■ **AVAILABLE DATA**
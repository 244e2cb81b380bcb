use crate::Result;
use harlens_core::har::Entry;
use serde::{Deserialize, Serialize};
use std::collections::HashSet;

/// JWT header information
#[derive(Debug, Clone, PartialEq, Eq, Serialize, Deserialize)]
pub struct JwtHeader {
    pub alg: Option<String>,
    pub typ: Option<String>,
}

/// A bearer JWT seen in an `Authorization` header
///
/// `header` is `None` when the first segment could not be decoded; the token
/// is still reported as present.
#[derive(Debug, Clone, Serialize, Deserialize)]
pub struct BearerJwt {
    pub entry_index: usize,
    pub domain: String,
    pub header: Option<JwtHeader>,
}

impl BearerJwt {
    pub fn algorithm(&self) -> Option<&str> {
        self.header.as_ref().and_then(|h| h.alg.as_deref())
    }

    /// `alg: none` means the token is not signed at all
    pub fn is_unsigned(&self) -> bool {
        self.algorithm()
            .is_some_and(|alg| alg.eq_ignore_ascii_case("none"))
    }
}

pub struct JwtInspector;

impl JwtInspector {
    /// Collect bearer JWTs, one per domain and token
    pub fn scan(entries: &[Entry]) -> Vec<BearerJwt> {
        let mut seen = HashSet::new();
        let mut tokens = Vec::new();

        for (idx, entry) in entries.iter().enumerate() {
            let Some(token) = Self::extract_bearer_token(entry.request_header("authorization"))
            else {
                continue;
            };
            if !Self::is_jwt(token) {
                continue;
            }

            let domain = entry.host();
            if !seen.insert((domain.clone(), Self::token_key(token))) {
                continue;
            }

            tokens.push(Self::inspect(token, idx, domain));
        }

        tracing::debug!("Found {} distinct bearer JWTs", tokens.len());
        tokens
    }

    fn inspect(token: &str, entry_index: usize, domain: String) -> BearerJwt {
        let header_segment = token.split('.').next().unwrap_or("");
        let header = match Self::parse_jwt_header(header_segment) {
            Ok(header) => Some(header),
            Err(e) => {
                tracing::debug!("JWT header not decodable: {}", e);
                None
            }
        };

        BearerJwt {
            entry_index,
            domain,
            header,
        }
    }

    fn parse_jwt_header(encoded: &str) -> Result<JwtHeader> {
        let decoded = Self::base64_decode(encoded)?;
        let json: serde_json::Value = serde_json::from_str(&decoded)
            .map_err(|e| crate::Error::Parse(format!("Failed to parse JWT header: {}", e)))?;

        let obj = json
            .as_object()
            .ok_or_else(|| crate::Error::InvalidData("JWT header is not an object".to_string()))?;

        Ok(JwtHeader {
            alg: obj.get("alg").and_then(|v| v.as_str()).map(String::from),
            typ: obj.get("typ").and_then(|v| v.as_str()).map(String::from),
        })
    }

    fn base64_decode(encoded: &str) -> Result<String> {
        use base64::engine::Engine;
        use base64::engine::general_purpose::URL_SAFE_NO_PAD;

        let decoded_bytes = URL_SAFE_NO_PAD
            .decode(encoded.trim_end_matches('='))
            .map_err(|e| crate::Error::Parse(format!("Base64 decode failed: {}", e)))?;

        String::from_utf8(decoded_bytes)
            .map_err(|e| crate::Error::Parse(format!("UTF-8 decode failed: {}", e)))
    }

    fn extract_bearer_token(header_value: &str) -> Option<&str> {
        let (scheme, token) = header_value.trim().split_once(' ')?;
        scheme
            .eq_ignore_ascii_case("bearer")
            .then(|| token.trim())
    }

    fn is_jwt(token: &str) -> bool {
        let parts: Vec<&str> = token.split('.').collect();
        parts.len() == 3 && !parts[0].is_empty() && !parts[1].is_empty()
    }

    fn token_key(token: &str) -> String {
        token.chars().take(20).collect()
    }
}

■ **BRIEF**
The lines to copy are those above that contain the string "crate".

■ **EXERCISE ANSWER**
use crate::Result;
            .map_err(|e| crate::Error::Parse(format!("Failed to parse JWT header: {}", e)))?;
            .ok_or_else(|| crate::Error::InvalidData("JWT header is not an object".to_string()))?;
            .map_err(|e| crate::Error::Parse(format!("Base64 decode failed: {}", e)))?;
            .map_err(|e| crate::Error::Parse(format!("UTF-8 decode failed: {}", e)))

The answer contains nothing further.